American mathematician

Sommer Elizabeth Gentry is an American mathematician who works as a professor of mathematics at the United States Naval Academy and as a research associate in surgery at the Johns Hopkins School of Medicine. Her research concerns operations research and its applications to the optimization of organ transplants, and has led to the discovery of geographic inequities in organ allocation. She is also interested in dancing, teaches swing dancing at the Naval Academy, and wrote her doctoral dissertation on the mathematics and robotics of dance.

==Early life and education==
Gentry is originally from California. As a girl, she was inspired to continue in mathematics by the recreational mathematics columns of Martin Gardner and Ivars Peterson. In 1993, as a senior at Thousand Oaks High School, Gentry had the highest individual score at the Ventura County, California county-level Academic Decathlon.
She graduated from Stanford University in 1998, with both a bachelor's degree in mathematical and computational sciences and a master's degree in engineering-economic systems and operations research.

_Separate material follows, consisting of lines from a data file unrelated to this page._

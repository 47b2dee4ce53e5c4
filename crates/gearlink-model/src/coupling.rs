//! Gear coupling law: multiplier, backlash dead zone, restoring torque.
//!
//! # Coupling Convention
//!
//! `multiplier` relates the two axis positions: the coupling drives axis 2
//! toward `multiplier * position1`. Negative values reverse the rotation
//! direction (external gear mesh). The law is stateless: torque is
//! recomputed from the current positions every step, nothing is integrated.
//!
//! With backlash `b`, deviations within the dead zone `[-b/2, +b/2]`
//! transmit no torque. Outside the band a proportional restoring torque
//! `-stiffness * excess` acts on axis 2, with the balanced reaction
//! `-multiplier * torque` on axis 1.

use thiserror::Error;

use crate::gear::GearType;

/// Default restoring-torque gain (Nm/rad).
pub const DEFAULT_STIFFNESS: f32 = 10.0;

/// Invalid coupling parameters.
#[derive(Debug, Clone, Copy, PartialEq, Error)]
pub enum CouplingError {
    #[error("coupling multiplier must be non-zero and finite, got {0}")]
    InvalidMultiplier(f32),
}

// ---------------------------------------------------------------------------
// Coupling
// ---------------------------------------------------------------------------

/// The gear coupling between the two hinge axes.
#[derive(Clone, Debug, PartialEq)]
pub struct Coupling {
    /// Gear ratio relating axis 1 position to axis 2 position.
    pub multiplier: f32,
    /// Angular play of the mesh (rad). Zero means rigid coupling.
    pub backlash: f32,
    /// Restoring-torque gain outside the dead zone (Nm/rad).
    pub stiffness: f32,
    /// Gear relationship inferred from the axis geometry. `Undefined`
    /// disables the coupling entirely.
    pub gear: GearType,
}

impl Coupling {
    /// New coupling with the given multiplier and backlash.
    ///
    /// A zero or non-finite multiplier is a configuration error, never a
    /// silent decoupling.
    pub fn new(multiplier: f32, backlash: f32) -> Result<Self, CouplingError> {
        if multiplier == 0.0 || !multiplier.is_finite() {
            return Err(CouplingError::InvalidMultiplier(multiplier));
        }
        Ok(Self {
            multiplier,
            backlash: backlash.max(0.0),
            stiffness: DEFAULT_STIFFNESS,
            gear: GearType::Undefined,
        })
    }

    /// Set the restoring-torque gain.
    #[must_use]
    pub const fn with_stiffness(mut self, stiffness: f32) -> Self {
        self.stiffness = stiffness;
        self
    }

    /// Set the inferred gear type.
    #[must_use]
    pub const fn with_gear(mut self, gear: GearType) -> Self {
        self.gear = gear;
        self
    }

    /// Target position of axis 2 implied by the gear relationship.
    pub fn target_position(&self, position1: f32) -> f32 {
        self.multiplier * position1
    }

    /// Deviation of axis 2 from the gear relationship.
    pub fn deviation(&self, position1: f32, position2: f32) -> f32 {
        self.multiplier.mul_add(-position1, position2)
    }

    /// Restoring torque on axis 2.
    ///
    /// Zero when the gear type is `Undefined` or the deviation lies within
    /// the backlash dead zone; otherwise proportional to the deviation in
    /// excess of the band, opposing it.
    pub fn torque(&self, position1: f32, position2: f32) -> f32 {
        if !self.gear.is_coupled() {
            return 0.0;
        }
        let deviation = self.deviation(position1, position2);
        let half_band = self.backlash * 0.5;
        if deviation.abs() <= half_band {
            return 0.0;
        }
        let excess = deviation - half_band * deviation.signum();
        -self.stiffness * excess
    }

    /// Balanced reaction torque on axis 1 for a given axis 2 torque.
    pub fn reaction_torque(&self, torque2: f32) -> f32 {
        -self.multiplier * torque2
    }
}

// ---------------------------------------------------------------------------
// Tests
// ---------------------------------------------------------------------------
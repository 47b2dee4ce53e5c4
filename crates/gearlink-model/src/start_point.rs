//! Pose bookkeeping for the intermediate body between the joint's two ends.
//!
//! The start point rides on axis 1: its pose is the cached zero pose
//! rotated about the axis-1 line by the current axis-1 position. The cached
//! zero pose is captured at attach and invalidated whenever the joint
//! detaches from the engine.
//!
//! The driven-by-joint flag lets pose-change observers tell a joint-driven
//! update apart from an external write, so the observer does not feed the
//! joint's own motion back into it.

use nalgebra::{Point3, UnitQuaternion, UnitVector3, Vector3};

// ---------------------------------------------------------------------------
// StartPointLink
// ---------------------------------------------------------------------------

/// Cached zero pose and update bookkeeping for the start-point body.
#[derive(Clone, Debug, Default)]
pub struct StartPointLink {
    zero_translation: Vector3<f32>,
    zero_rotation: UnitQuaternion<f32>,
    cached: bool,
    driven_by_joint: bool,
}

impl StartPointLink {
    /// New link with no cached pose.
    #[must_use]
    pub fn new() -> Self {
        Self::default()
    }

    /// Capture the body's pose at zero joint position.
    pub fn cache_zero_pose(&mut self, translation: Vector3<f32>, rotation: UnitQuaternion<f32>) {
        self.zero_translation = translation;
        self.zero_rotation = rotation;
        self.cached = true;
    }

    /// Whether a zero pose is cached.
    #[must_use]
    pub const fn has_cache(&self) -> bool {
        self.cached
    }

    /// Drop the cached zero pose. Called on detach; the next attach
    /// recaptures it.
    pub fn invalidate(&mut self) {
        self.cached = false;
        self.driven_by_joint = false;
    }

    /// The cached zero pose, if any.
    #[must_use]
    pub fn zero_pose(&self) -> Option<(Vector3<f32>, UnitQuaternion<f32>)> {
        self.cached.then_some((self.zero_translation, self.zero_rotation))
    }

    /// Start-point pose for the given axis-1 position: the cached zero pose
    /// rotated about the axis line through `anchor`.
    ///
    /// Returns `None` when no zero pose is cached.
    #[must_use]
    pub fn pose_for(
        &self,
        axis: &UnitVector3<f32>,
        anchor: Point3<f32>,
        position: f32,
    ) -> Option<(Vector3<f32>, UnitQuaternion<f32>)> {
        if !self.cached {
            return None;
        }
        let rotation = UnitQuaternion::from_axis_angle(axis, position);
        let translation = anchor.coords + rotation * (self.zero_translation - anchor.coords);
        Some((translation, rotation * self.zero_rotation))
    }

    /// Mark the next pose write as joint-driven.
    pub fn mark_joint_driven(&mut self) {
        self.driven_by_joint = true;
    }

    /// Consume the joint-driven flag. Returns `true` exactly once per
    /// [`mark_joint_driven`](Self::mark_joint_driven) call.
    pub fn consume_joint_driven(&mut self) -> bool {
        std::mem::take(&mut self.driven_by_joint)
    }
}

// ---------------------------------------------------------------------------
// Tests
// ---------------------------------------------------------------------------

She completed her Ph.D. in electrical engineering and computer science at the Massachusetts Institute of Technology in 2005. Her dissertation, Dancing cheek to cheek: haptic communication between partner dancers and swing as a finite state machine, was supervised by Eric Feron. In her doctoral research, she modeled the language and notation of dance mathematically using finite-state machines, programmed a robot to dance, and used her model to improve haptic communications between humans and robots, with the goal of eventually producing human-machine surgical collaborations that could be more effective than human or robotic surgeons working alone.

==Other activities==
Gentry is married to Israeli surgeon Dorry Segev. She met him at a Lindy Hop dance competition in 1999, and a few years later they won the British Championship in Lindy Hop. She has also worked with Segev on the Kidney Paired Donation program.

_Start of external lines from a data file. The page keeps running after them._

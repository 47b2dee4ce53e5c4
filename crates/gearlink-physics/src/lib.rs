// gearlink-physics: Engine boundary, rapier3d backend, and the transmission
// joint orchestrator.

pub mod backend;
pub mod components;
pub mod joint;
pub mod plugin;
pub mod rapier;
pub mod systems;

/// Convenience re-exports for common usage.
pub mod prelude {
    pub use crate::backend::{HingeEngine, HingeId, PhysicsBackend};
    pub use crate::components::{JointBodies, StartPointChanged};
    pub use crate::joint::{AxisId, JointPhase, TransmissionJoint};
    pub use crate::plugin::{GearlinkPhysicsPlugin, RapierBackend};
    pub use crate::rapier::RapierWorld;
}
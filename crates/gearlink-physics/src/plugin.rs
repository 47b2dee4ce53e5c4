//! The main physics plugin that delegates to a concrete backend.

use bevy::app::{App, Plugin, Update};
use bevy::prelude::IntoScheduleConfigs;

use gearlink_core::GearlinkSet;
use gearlink_core::config::SimConfig;

use crate::backend::PhysicsBackend;
use crate::components::StartPointChanged;
use crate::rapier::RapierWorld;
use crate::systems::{physics_step_system, post_physics_system, pre_physics_system};

// ---------------------------------------------------------------------------
// GearlinkPhysicsPlugin
// ---------------------------------------------------------------------------

/// Bevy plugin that wires a [`PhysicsBackend`] into the app.
///
/// # Usage
///
/// ```ignore
/// app.add_plugins(GearlinkPhysicsPlugin::new(RapierBackend::new(sim_config)));
/// ```
///
/// The plugin delegates all setup to the backend's
/// [`build`](PhysicsBackend::build) method, which inserts engine-specific
/// resources and registers systems in the `GearlinkSet` phases.
pub struct GearlinkPhysicsPlugin {
    backend: Box<dyn PhysicsBackend>,
}

impl GearlinkPhysicsPlugin {
    /// Create a new physics plugin with the given backend.
    pub fn new(backend: impl PhysicsBackend + 'static) -> Self {
        Self {
            backend: Box::new(backend),
        }
    }

    /// The name of the active physics backend.
    pub fn backend_name(&self) -> &str {
        self.backend.name()
    }
}

impl Plugin for GearlinkPhysicsPlugin {
    fn build(&self, app: &mut App) {
        self.backend.build(app);
    }
}

// ---------------------------------------------------------------------------
// RapierBackend
// ---------------------------------------------------------------------------

/// The rapier3d backend: inserts [`RapierWorld`] and registers the
/// pre/step/post systems.
#[derive(Default)]
pub struct RapierBackend {
    sim: SimConfig,
}

impl RapierBackend {
    /// Backend configured from simulation settings.
    #[must_use]
    pub const fn new(sim: SimConfig) -> Self {
        Self { sim }
    }
}

impl PhysicsBackend for RapierBackend {
    fn build(&self, app: &mut App) {
        app.insert_resource(self.sim.clone());
        app.insert_resource(RapierWorld::from_config(&self.sim));
        app.add_event::<StartPointChanged>();
        app.add_systems(
            Update,
            (
                pre_physics_system.in_set(GearlinkSet::Actuate),
                physics_step_system.in_set(GearlinkSet::Simulate),
                post_physics_system.in_set(GearlinkSet::Readback),
            ),
        );
    }

    fn name(&self) -> &str {
        "rapier3d"
    }
}

// ---------------------------------------------------------------------------
// Tests
// ---------------------------------------------------------------------------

In 2017, Gentry was a competitor on the Fox Television game show Superhuman.

She has also been a vocal critic of the airport passenger screening procedures of the US Transportation Security Administration, which she characterizes as sexual assault.

==Recognition==
Gentry won the Henry L. Alder Award for Distinguished Teaching by a Beginning Faculty Member of the Mathematical Association of America in 2009. She won the Navy Meritorious Civilian Service Award in 2014, and in the same year was a finalist for the INFORMS Daniel H. Wagner Prize for Excellence in Operations Research Practice. She will deliver a Mathematical Association of America (MAA) invited lecture at MathFest 2021.